Der Begriff „Fanzine“ setzt sich aus den Worten „Fan“ und „Magazine“ zusammen und bezeichnet meist subkulturelle Publikationen. „In der rechtsextremistischen Szene informieren diese Publikationen über Musikgruppen, Tonträger, Konzerte sowie sonstige Szeneveranstaltungen. Aktivisten und rechtsextremistische Gruppierungen erhalten in Interviews Gelegenheit zur Selbstdarstellung und zur Verbreitung ihres Gedankengutes.“ erklärt der Bundesverfassungsschutz in seinem Lexikon.[1] Inhalte der rechtsextremen Fanzines sind Berichte über rechtsextreme Musik und politische Berichte über nationalistische Gruppen, Bewegungen und Netzwerke. Teilweise finden sich auch Kommentare zu politischen Entwicklungen in den Publikationen. Rechtsextreme Inhalte werden zunehmend auch über Musikrichtungen wie Schlager, Volksmusik, Metal (insbesondere NSBM), Gabber, Hardcore, Rechtsrock oder Dark Wave transportiert, die ebenfalls aufgegriffen werden.[2] Auch eine kleine rechtsextreme Hip-Hop-Szene (NS-Rap) konnte sich etablieren.
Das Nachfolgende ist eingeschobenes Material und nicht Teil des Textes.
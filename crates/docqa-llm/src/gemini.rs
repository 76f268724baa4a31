//! Client for the Gemini `generateContent` endpoint.

use std::time::Duration;

use async_trait::async_trait;
use reqwest::Client;
use serde::Deserialize;
use serde_json::json;

use docqa_core::config::GenerationConfig;
use docqa_core::error::{Error, Result};
use docqa_core::traits::Generator;
use docqa_core::types::OutputFormat;

#[derive(Clone)]
pub struct GeminiGenerator {
    client: Client,
    base_url: String,
    model: String,
    api_key: Option<String>,
}

#[derive(Deserialize)]
struct GenerateResponse {
    #[serde(default)]
    candidates: Vec<Candidate>,
}

#[derive(Deserialize)]
struct Candidate {
    content: Option<Content>,
}

#[derive(Deserialize)]
struct Content {
    #[serde(default)]
    parts: Vec<Part>,
}

#[derive(Deserialize)]
struct Part {
    text: Option<String>,
}

impl GeminiGenerator {
    pub fn new(config: &GenerationConfig) -> Result<Self> {
        let client = Client::builder()
            .timeout(Duration::from_secs(config.timeout_secs))
            .build()
            .map_err(Error::generation)?;
        Ok(Self {
            client,
            base_url: config.base_url.trim_end_matches('/').to_string(),
            model: config.model.clone(),
            api_key: config.api_key.clone().filter(|k| !k.trim().is_empty()),
        })
    }

    fn endpoint(&self) -> String {
        format!("{}/models/{}:generateContent", self.base_url, self.model)
    }
}

/// Concatenated text parts of the first candidate; `None` when there is no text.
fn first_candidate_text(response: GenerateResponse) -> Option<String> {
    let content = response.candidates.into_iter().next()?.content?;
    let text: String = content.parts.into_iter().filter_map(|p| p.text).collect();
    if text.is_empty() { None } else { Some(text) }
}

#[async_trait]
impl Generator for GeminiGenerator {
    async fn generate(&self, prompt: &str, format: OutputFormat) -> Result<String> {
        let api_key = self
            .api_key
            .as_deref()
            .ok_or_else(|| Error::GenerationFailed("no API key configured (set GEMINI_API_KEY)".into()))?;

        let body = json!({
            "contents": [{ "parts": [{ "text": prompt }] }],
            "generationConfig": { "responseMimeType": format.mime_type() },
        });

        tracing::debug!(model = %self.model, prompt_len = prompt.len(), "calling generateContent");
        let res = self
            .client
            .post(self.endpoint())
            .header("x-goog-api-key", api_key)
            .json(&body)
            .send()
            .await
            .map_err(Error::generation)?;

        let status = res.status();
        if !status.is_success() {
            let text = res.text().await.unwrap_or_default();
            tracing::warn!(%status, "generateContent returned an error");
            return Err(Error::GenerationFailed(format!("{}: {}", status, text)));
        }

        let payload: GenerateResponse = res.json().await.map_err(Error::generation)?;
        first_candidate_text(payload).ok_or_else(|| Error::GenerationFailed("response contained no text".into()))
    }
}

#[cfg(test)]
mod tests {
    use super::*;

    fn parse(raw: &str) -> Option<String> {
        first_candidate_text(serde_json::from_str(raw).unwrap())
    }

    #[test]
    fn joins_parts_of_first_candidate() {
        let raw = r#"{"candidates":[{"content":{"parts":[{"text":"AI is "},{"text":"simulation."}]}},
                     {"content":{"parts":[{"text":"ignored"}]}}]}"#;
        assert_eq!(parse(raw).as_deref(), Some("AI is simulation."));
    }

    #[test]
    fn missing_text_is_none() {
        assert_eq!(parse(r#"{"candidates":[]}"#), None);
        assert_eq!(parse(r#"{}"#), None);
        assert_eq!(parse(r#"{"candidates":[{"finishReason":"SAFETY"}]}"#), None);
        assert_eq!(parse(r#"{"candidates":[{"content":{"parts":[{}]}}]}"#), None);
    }
}
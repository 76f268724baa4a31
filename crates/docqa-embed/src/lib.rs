//! docqa-embed
//!
//! Sentence embeddings for chunks and questions. `SentenceEmbedder` runs a
//! BERT-family model (all-MiniLM-L6-v2 by default) through candle;
//! `HashingEmbedder` is a deterministic stand-in for tests and development.

pub mod pool;
pub mod tokenize;

use std::collections::HashMap;
use std::hash::{Hash, Hasher};
use std::path::Path;
use std::sync::Arc;
use std::time::Instant;

use candle_core::{Device, Tensor};
use candle_nn::VarBuilder;
use candle_transformers::models::bert::{BertModel, Config as BertConfig, DTYPE};
use tokenizers::Tokenizer;
use twox_hash::XxHash64;

use docqa_core::config::EmbeddingConfig;
use docqa_core::error::{Error, Result};
use docqa_core::traits::Embedder;

pub use pool::masked_mean_l2;

/// Metal when built with the `metal` feature and a GPU is present, else CPU.
fn select_device() -> Device {
    #[cfg(feature = "metal")]
    {
        match Device::new_metal(0) {
            Ok(dev) => {
                tracing::info!("embedding on Metal");
                return dev;
            }
            Err(e) => tracing::warn!(error = %e, "Metal unavailable, falling back to CPU"),
        }
    }
    tracing::info!("embedding on CPU");
    Device::Cpu
}

pub struct SentenceEmbedder {
    model: BertModel,
    tokenizer: Tokenizer,
    device: Device,
    dim: usize,
    id: String,
}

impl SentenceEmbedder {
    /// Loads `config.json`, `tokenizer.json` and `model.safetensors`
    /// (or `pytorch_model.bin`) from `model_dir`.
    pub fn load(model_dir: &Path, max_len: usize) -> Result<Self> {
        if !model_dir.is_dir() {
            return Err(Error::ModelUnavailable(format!("model directory {} not found", model_dir.display())));
        }
        let device = select_device();
        tracing::info!(model_dir = %model_dir.display(), "loading embedding model");

        let tokenizer_path = model_dir.join("tokenizer.json");
        let mut tokenizer = Tokenizer::from_file(&tokenizer_path)
            .map_err(|e| Error::ModelUnavailable(format!("Failed to load tokenizer from {}: {}", tokenizer_path.display(), e)))?;
        tokenize::configure_truncation(&mut tokenizer, max_len)?;

        let config_path = model_dir.join("config.json");
        let raw_config = std::fs::read_to_string(&config_path)
            .map_err(|e| Error::ModelUnavailable(format!("{}: {}", config_path.display(), e)))?;
        let config: BertConfig = serde_json::from_str(&raw_config).map_err(Error::model)?;
        let dim = serde_json::from_str::<serde_json::Value>(&raw_config)
            .ok()
            .and_then(|v| v.get("hidden_size").and_then(|h| h.as_u64()))
            .ok_or_else(|| Error::ModelUnavailable("config.json has no hidden_size".into()))? as usize;

        let safetensors = model_dir.join("model.safetensors");
        let vb = if safetensors.exists() {
            // SAFETY: the weights file is not modified while mapped.
            unsafe { VarBuilder::from_mmaped_safetensors(&[safetensors], DTYPE, &device) }.map_err(Error::model)?
        } else {
            let weights = candle_core::pickle::read_all(model_dir.join("pytorch_model.bin")).map_err(Error::model)?;
            let weights_map: HashMap<String, Tensor> = weights.into_iter().collect();
            VarBuilder::from_tensors(weights_map, DTYPE, &device)
        };
        let model = BertModel::load(vb, &config).map_err(Error::model)?;

        let name = model_dir.file_name().map(|n| n.to_string_lossy().to_string()).unwrap_or_default();
        let id = format!("bert:{}:d{}", name, dim);
        tracing::info!(%id, "embedding model loaded");
        Ok(Self { model, tokenizer, device, dim, id })
    }

    fn embed_one(&self, text: &str) -> Result<Vec<f32>> {
        let start = Instant::now();
        let (input_ids, attention_mask, token_type_ids) =
            tokenize::tokenize_on_device(&self.tokenizer, text, &self.device)?;
        let hidden = self
            .model
            .forward(&input_ids, &token_type_ids, Some(&attention_mask))
            .map_err(Error::model)?;
        let pooled = masked_mean_l2(&hidden, &attention_mask).map_err(Error::model)?;
        let emb: Vec<f32> = pooled
            .to_device(&Device::Cpu)
            .and_then(|t| t.squeeze(0))
            .and_then(|t| t.to_vec1())
            .map_err(Error::model)?;
        if emb.len() != self.dim {
            return Err(Error::ModelUnavailable(format!("model returned {} dims, expected {}", emb.len(), self.dim)));
        }
        if start.elapsed().as_millis() > 100 { tracing::debug!(elapsed_ms = start.elapsed().as_millis() as u64, "slow embedding"); }
        Ok(emb)
    }
}

impl Embedder for SentenceEmbedder {
    fn model_id(&self) -> &str { &self.id }
    fn dim(&self) -> usize { self.dim }
    fn embed(&self, text: &str) -> Result<Vec<f32>> { self.embed_one(text) }
}

/// Bag-of-words embedder: each normalised token is hashed into a bucket.
/// Deterministic and L2-normalised, so texts sharing words score higher.
pub struct HashingEmbedder { dim: usize, id: String }

impl HashingEmbedder {
    pub fn new(dim: usize) -> Self {
        Self { dim: dim.max(1), id: format!("hash:xxh64:d{}", dim.max(1)) }
    }
}

impl Embedder for HashingEmbedder {
    fn model_id(&self) -> &str { &self.id }
    fn dim(&self) -> usize { self.dim }

    fn embed(&self, text: &str) -> Result<Vec<f32>> {
        let mut v = vec![0f32; self.dim];
        for token in text.split_whitespace() {
            let lowered = token.to_lowercase();
            let trimmed = lowered.trim_matches(|c: char| !c.is_alphanumeric());
            let key = if trimmed.is_empty() { lowered.as_str() } else { trimmed };
            let mut hasher = XxHash64::with_seed(0);
            key.hash(&mut hasher);
            let h = hasher.finish();
            let idx = (h as usize) % self.dim;
            v[idx] += 0.5 + (((h >> 32) as u32) as f32) / (u32::MAX as f32);
        }
        let norm = (v.iter().map(|x| x * x).sum::<f32>()).sqrt().max(1e-6);
        for x in &mut v { *x /= norm; }
        Ok(v)
    }
}

/// `APP_USE_FAKE_EMBEDDINGS=1` (or `embedding.use_fake`) selects the hashing embedder.
pub fn get_default_embedder(config: &EmbeddingConfig) -> Result<Arc<dyn Embedder>> {
    let use_fake = std::env::var("APP_USE_FAKE_EMBEDDINGS")
        .ok()
        .map(|v| v == "1" || v.eq_ignore_ascii_case("true"))
        .unwrap_or(false)
        || config.use_fake;
    if use_fake {
        tracing::info!(dim = config.fake_dim, "using HashingEmbedder");
        return Ok(Arc::new(HashingEmbedder::new(config.fake_dim)));
    }
    Ok(Arc::new(SentenceEmbedder::load(&config.model_dir(), config.max_len)?))
}
use async_trait::async_trait;

use crate::error::Result;
use crate::types::OutputFormat;

pub trait Embedder: Send + Sync {
    /// Stable identifier for the model, used to key the embedding cache.
    fn model_id(&self) -> &str;
    fn dim(&self) -> usize;
    fn embed(&self, text: &str) -> Result<Vec<f32>>;

    fn embed_batch(&self, texts: &[String]) -> Result<Vec<Vec<f32>>> {
        texts.iter().map(|t| self.embed(t)).collect()
    }
}

#[async_trait]
pub trait Generator: Send + Sync {
    async fn generate(&self, prompt: &str, format: OutputFormat) -> Result<String>;
}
Lange unbeachtet blieb, dass rechtsextreme Fanzines zur Kommunikation untereinander und mit „Kameraden“ im Untergrund verwendet werden. Auch über Strategien des nationalistischen Kampfes wird in den Magazinen diskutiert. Die Szenegröße Carsten Szczepanski vertrieb vor seiner Inhaftierung 1992 das KKK-Fanzine Das Feuerkreuz. Später, auch während seiner Haftzeit, veröffentlichte er mehrere Ausgaben eines Fanzines unter dem Titel United Skins, das die rechtsextreme Skinhead-Szene ansprechen sollte und als deutscher Arm der rechtsextremen Terrororganisation Combat 18 galt. In diesen Blättern kam bei der Diskussion über den bewaffneten Kampf die Idee zur Sprache, Zellen zu bilden, so wie es der Nationalsozialistische Untergrund (NSU) realisierte.[3] Bei Recherchen stießen Mitarbeiter des Apabiz auf ein Fanzine, in dem bereits 2002 auf den NSU hingewiesen wurde.

Urheber und Vertrieb

In den 1990er Jahren waren die meisten Magazine noch sehr amateurhaft hergestellt und entstanden an der Schreibmaschine und mit der Schere. Heute sind die gedruckten Magazine mittlerweile zu professionell gestalteten Publikationen weiter entwickelt worden.[4] Während einige rechtsextreme Fanzines redaktionelle Ansprechpartner haben, erschienen viele ohne einen Verantwortlichen im Sinne des Presserechtes und sind nicht im ISSN verzeichnet. Teilweise haben die Magazine einen regionalen Bezug. Zu den Vertriebswegen gehört die Bestellungen über das Internet, der Verkauf bei Rechtsrock-Konzerten und anderen Veranstaltungen sowie der Vertrieb in Szeneladengeschäften. Viele Fanzines stehen in Verbindung zu rechtsextremen Musikvertrieben, dem rechtsextremen Versandhandel und Labeln. Neben dem Erscheinen in Papierformen hat sich insbesondere mit der Verbreitung des Internets auch die elektronische Verbreitung als E-Zines etabliert. Dabei werden die Inhalte als HTML oder PDF veröffentlicht.

Entwicklung und Bedeutung

Die Fanzines gelten als Informationsquelle und zugleich Ideologieverbreiter der rechtsradikalen Szene.[4] Nach Einschätzungen von Landeverfassungsämtern Mitte der 2000 Jahre nimmt die Bedeutung von Fanzines als Kommunikationsmittel der rechtsextremen Szene gegenüber Internetmöglichkeiten ab.[5] Internetangebote sind meist kostengünstiger und der Zugang für die Szene ist leichter.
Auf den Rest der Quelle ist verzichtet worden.